(Exercise description) Could every line of the data be printed exactly as it reads?

Dataset records
= = = = =

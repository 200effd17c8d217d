//! Services behind the country edit screen.

use crate::domain::country::Country;
use crate::domain::types::CountryId;
use crate::dto::countries::CountryEditData;
use crate::forms::country::CountryForm;
use crate::repository::{CountryReader, CountryWriter};
use crate::services::{COUNTRIES_ROUTE, SaveOutcome, ServiceResult};

/// Prepares the country edit screen. `country_id` is `None` in create mode.
pub async fn load_country_edit<R>(
    repo: &R,
    country_id: Option<i32>,
) -> ServiceResult<CountryEditData>
where
    R: CountryReader + ?Sized,
{
    let Some(country_id) = country_id else {
        return Ok(CountryEditData {
            title: "Create a new Country".to_string(),
            country: None,
            form: CountryForm::default(),
        });
    };

    let country = repo
        .get_country(CountryId::new(country_id)?)
        .await
        .map_err(|err| {
            log::error!("Failed to load country {country_id}: {err}");
            err
        })?;

    Ok(CountryEditData {
        title: format!("Edit - {}", country.name),
        form: CountryForm::from(&country),
        country: Some(country),
    })
}

/// Validates the form and creates or updates the country.
pub async fn save_country<R>(
    repo: &R,
    country_id: Option<i32>,
    form: &CountryForm,
) -> ServiceResult<SaveOutcome<Country>>
where
    R: CountryWriter + ?Sized,
{
    let new_country = form.to_new_country()?;

    let country = match country_id {
        Some(id) => repo.update_country(CountryId::new(id)?, &new_country).await,
        None => repo.create_country(&new_country).await,
    }
    .map_err(|err| {
        log::error!("Failed to save country: {err}");
        err
    })?;

    log::info!("Country {} has been saved.", country.id);
    Ok(SaveOutcome {
        entity: country,
        redirect_to: COUNTRIES_ROUTE,
    })
}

= = = = =

(Exercise solution)
repository 200effd17c8d217d
//! Services behind the country edit screen.

use crate::domain::country::Country;
use crate::domain::types::CountryId;
use crate::dto::countries::CountryEditData;
use crate::forms::country::CountryForm;
use crate::repository::{CountryReader, CountryWriter};
use crate::services::{COUNTRIES_ROUTE, SaveOutcome, ServiceResult};

/// Prepares the country edit screen. `country_id` is `None` in create mode.
pub async fn load_country_edit<R>(
    repo: &R,
    country_id: Option<i32>,
) -> ServiceResult<CountryEditData>
where
    R: CountryReader + ?Sized,
{
    let Some(country_id) = country_id else {
        return Ok(CountryEditData {
            title: "Create a new Country".to_string(),
            country: None,
            form: CountryForm::default(),
        });
    };

    let country = repo
        .get_country(CountryId::new(country_id)?)
        .await
        .map_err(|err| {
            log::error!("Failed to load country {country_id}: {err}");
            err
        })?;

    Ok(CountryEditData {
        title: format!("Edit - {}", country.name),
        form: CountryForm::from(&country),
        country: Some(country),
    })
}

/// Validates the form and creates or updates the country.
pub async fn save_country<R>(
    repo: &R,
    country_id: Option<i32>,
    form: &CountryForm,
) -> ServiceResult<SaveOutcome<Country>>
where
    R: CountryWriter + ?Sized,
{
    let new_country = form.to_new_country()?;

    let country = match country_id {
        Some(id) => repo.update_country(CountryId::new(id)?, &new_country).await,
        None => repo.create_country(&new_country).await,
    }
    .map_err(|err| {
        log::error!("Failed to save country: {err}");
        err
    })?;

    log::info!("Country {} has been saved.", country.id);
    Ok(SaveOutcome {
        entity: country,
        redirect_to: COUNTRIES_ROUTE,
    })
}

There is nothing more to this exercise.